◆ **Problem**
From the entries below, copy every line holding the word "else".

** Opening Material for the task block **

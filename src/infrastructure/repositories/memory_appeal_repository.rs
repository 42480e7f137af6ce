use super::recency_table::RecencyTable;
use crate::domain::appeal::{entity::Appeal, repository::AppealRepository};
use crate::domain::shared::errors::DomainError;
use std::collections::HashMap;
use std::sync::{RwLock, RwLockReadGuard, RwLockWriteGuard};
use tracing::{debug, error, info};
use uuid::Uuid;

#[derive(Debug, Default)]
struct AppealTables {
    appeals: RecencyTable<Appeal>,
    /// Unique index: action id -> appeal id
    by_action: HashMap<Uuid, Uuid>,
}

/// Process-memory appeal store with a unique index on `action_id`.
#[derive(Debug, Default)]
pub struct InMemoryAppealRepository {
    tables: RwLock<AppealTables>,
}

impl InMemoryAppealRepository {
    pub fn new() -> Self {
        info!("Initializing InMemoryAppealRepository");
        Self::default()
    }

    fn read(&self) -> Result<RwLockReadGuard<'_, AppealTables>, DomainError> {
        self.tables.read().map_err(|e| {
            error!("Appeal store lock poisoned: {}", e);
            DomainError::InfrastructureError("Appeal store unavailable".into())
        })
    }

    fn write(&self) -> Result<RwLockWriteGuard<'_, AppealTables>, DomainError> {
        self.tables.write().map_err(|e| {
            error!("Appeal store lock poisoned: {}", e);
            DomainError::InfrastructureError("Appeal store unavailable".into())
        })
    }
}

impl AppealRepository for InMemoryAppealRepository {
    fn insert(&self, appeal: Appeal) -> Result<Appeal, DomainError> {
        let mut tables = self.write()?;
        if let Some(existing) = tables.by_action.get(&appeal.action_id) {
            return Err(DomainError::Conflict(format!(
                "Appeal {} already references action {}",
                existing, appeal.action_id
            )));
        }
        tables.by_action.insert(appeal.action_id, appeal.id);
        tables
            .appeals
            .upsert(appeal.id, &appeal.user_id, appeal.clone());
        debug!(appeal_id = %appeal.id, action_id = %appeal.action_id, "Stored appeal");
        Ok(appeal)
    }

    fn find_by_id(&self, id: Uuid) -> Result<Option<Appeal>, DomainError> {
        Ok(self.read()?.appeals.get(&id))
    }

    fn find_by_action_id(&self, action_id: Uuid) -> Result<Option<Appeal>, DomainError> {
        let tables = self.read()?;
        Ok(tables
            .by_action
            .get(&action_id)
            .and_then(|id| tables.appeals.get(id)))
    }

    fn update(&self, appeal: Appeal) -> Result<Appeal, DomainError> {
        let mut tables = self.write()?;
        if !tables.appeals.contains(&appeal.id) {
            return Err(DomainError::NotFound(format!("Appeal {}", appeal.id)));
        }
        tables
            .appeals
            .upsert(appeal.id, &appeal.user_id, appeal.clone());
        Ok(appeal)
    }

    fn find_by_user(&self, user_id: &str) -> Result<Vec<Appeal>, DomainError> {
        Ok(self.read()?.appeals.recent_for_owner(user_id))
    }

    fn find_all(&self) -> Result<Vec<Appeal>, DomainError> {
        Ok(self.read()?.appeals.recent())
    }
}
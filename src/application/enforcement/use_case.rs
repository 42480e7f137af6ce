use super::dto::{AccessDecision, SUSPENDED_PAGE, SuspensionInfo};
use crate::application::ledger::use_case::ActionLedger;
use crate::domain::moderation::{entity::ActionType, status::UserStatus};
use crate::domain::shared::{clock::Clock, errors::DomainError, timestamp::parse_timestamp};
use chrono::{DateTime, Duration, Utc};
use std::sync::Arc;
use tracing::debug;

/// Turns a user's moderation status into an access decision for request
/// handling. Consulted on every gated request; holds no state of its own.
pub struct EnforcementGate {
    ledger: Arc<ActionLedger>,
    clock: Arc<dyn Clock>,
}

impl EnforcementGate {
    pub fn new(ledger: Arc<ActionLedger>, clock: Arc<dyn Clock>) -> Self {
        Self { ledger, clock }
    }

    pub fn enforce_access(&self, user_id: &str) -> Result<AccessDecision, DomainError> {
        let status = self.ledger.check_user_status(user_id)?;
        let allowed = status
            .action()
            .is_none_or(|action| !is_blocking_action(action.action_type));

        let message = match &status {
            UserStatus::Active => None,
            UserStatus::Warning { action } => Some(format!(
                "You have received a warning for: {}. Please review the community guidelines.",
                action.reason.label()
            )),
            UserStatus::Suspended { action, ends_at } => Some(match ends_at {
                Some(ends_at) => format!(
                    "Your account is under a temporary suspension for: {}. Time remaining: {}.",
                    action.reason.label(),
                    format_time_remaining(*ends_at - self.clock.now())
                ),
                None => format!(
                    "Your account is under an indefinite suspension for: {}.",
                    action.reason.label()
                ),
            }),
            UserStatus::Banned { action } => Some(format!(
                "Your account has been permanently banned for: {}.",
                action.reason.label()
            )),
        };

        if !allowed {
            debug!(user_id, status = status.as_str(), "Access blocked");
        }

        Ok(AccessDecision {
            allowed,
            redirect_to: (!allowed).then(|| SUSPENDED_PAGE.to_string()),
            status,
            message,
        })
    }

    /// Details for the suspension page. `None` only for users in good
    /// standing; a warned user gets an all-false record.
    pub fn get_suspension_info(&self, user_id: &str) -> Result<Option<SuspensionInfo>, DomainError> {
        let status = self.ledger.check_user_status(user_id)?;
        let info = match status {
            UserStatus::Active => None,
            UserStatus::Warning { .. } => Some(SuspensionInfo {
                is_suspended: false,
                is_banned: false,
                is_permanent: false,
                ends_at: None,
                time_remaining: None,
            }),
            UserStatus::Suspended { action, ends_at } => Some(SuspensionInfo {
                is_suspended: true,
                is_banned: false,
                is_permanent: action.action_type.is_permanent(),
                ends_at,
                time_remaining: ends_at
                    .map(|ends_at| format_time_remaining(ends_at - self.clock.now())),
            }),
            UserStatus::Banned { .. } => Some(SuspensionInfo {
                is_suspended: false,
                is_banned: true,
                is_permanent: true,
                ends_at: None,
                time_remaining: None,
            }),
        };
        Ok(info)
    }
}

/// Whether an active action of this type blocks access. [`EnforcementGate`]
/// derives `allowed` from this and nothing else.
pub fn is_blocking_action(action_type: ActionType) -> bool {
    action_type.is_blocking()
}

/// Long-form date for an ISO timestamp, e.g. "March 4, 2026".
pub fn format_end_date(raw: Option<&str>) -> String {
    let Some(raw) = raw else {
        return "Indefinite".to_string();
    };
    match parse_timestamp(raw) {
        Some(date) => date.format("%B %-d, %Y").to_string(),
        None => "Unknown".to_string(),
    }
}

/// Canonical user-facing sentence for an action type.
pub fn get_action_description(action_type: ActionType, ends_at: Option<DateTime<Utc>>) -> String {
    match action_type {
        ActionType::Warning => {
            "You have received a warning. Further violations may result in a suspension."
                .to_string()
        }
        ActionType::Suspension => match ends_at {
            Some(ends_at) => format!(
                "Your account has been temporarily suspended until {}.",
                format_end_date(Some(&ends_at.to_rfc3339()))
            ),
            None => "Your account has been temporarily suspended.".to_string(),
        },
        ActionType::IndefiniteSuspension => {
            "Your account has been suspended indefinitely.".to_string()
        }
        ActionType::Ban => "Your account has been permanently banned.".to_string(),
    }
}

/// Rough remaining time, two most significant units at most.
pub fn format_time_remaining(remaining: Duration) -> String {
    let days = remaining.num_days();
    let hours = remaining.num_hours() % 24;
    let minutes = remaining.num_minutes() % 60;

    if days > 0 {
        join_units(days, "day", hours, "hour")
    } else if hours > 0 {
        join_units(hours, "hour", minutes, "minute")
    } else if minutes > 0 {
        plural(minutes, "minute")
    } else {
        "less than a minute".to_string()
    }
}

fn join_units(major: i64, major_unit: &str, minor: i64, minor_unit: &str) -> String {
    if minor > 0 {
        format!("{}, {}", plural(major, major_unit), plural(minor, minor_unit))
    } else {
        plural(major, major_unit)
    }
}

fn plural(count: i64, unit: &str) -> String {
    if count == 1 {
        format!("1 {}", unit)
    } else {
        format!("{} {}s", count, unit)
    }
}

** Closing Material for the task block **

◆ **Your solution**
/// derives `allowed` from this and nothing else.
    let Some(raw) = raw else {
    } else if hours > 0 {
    } else if minutes > 0 {
    } else {
    } else {
    } else {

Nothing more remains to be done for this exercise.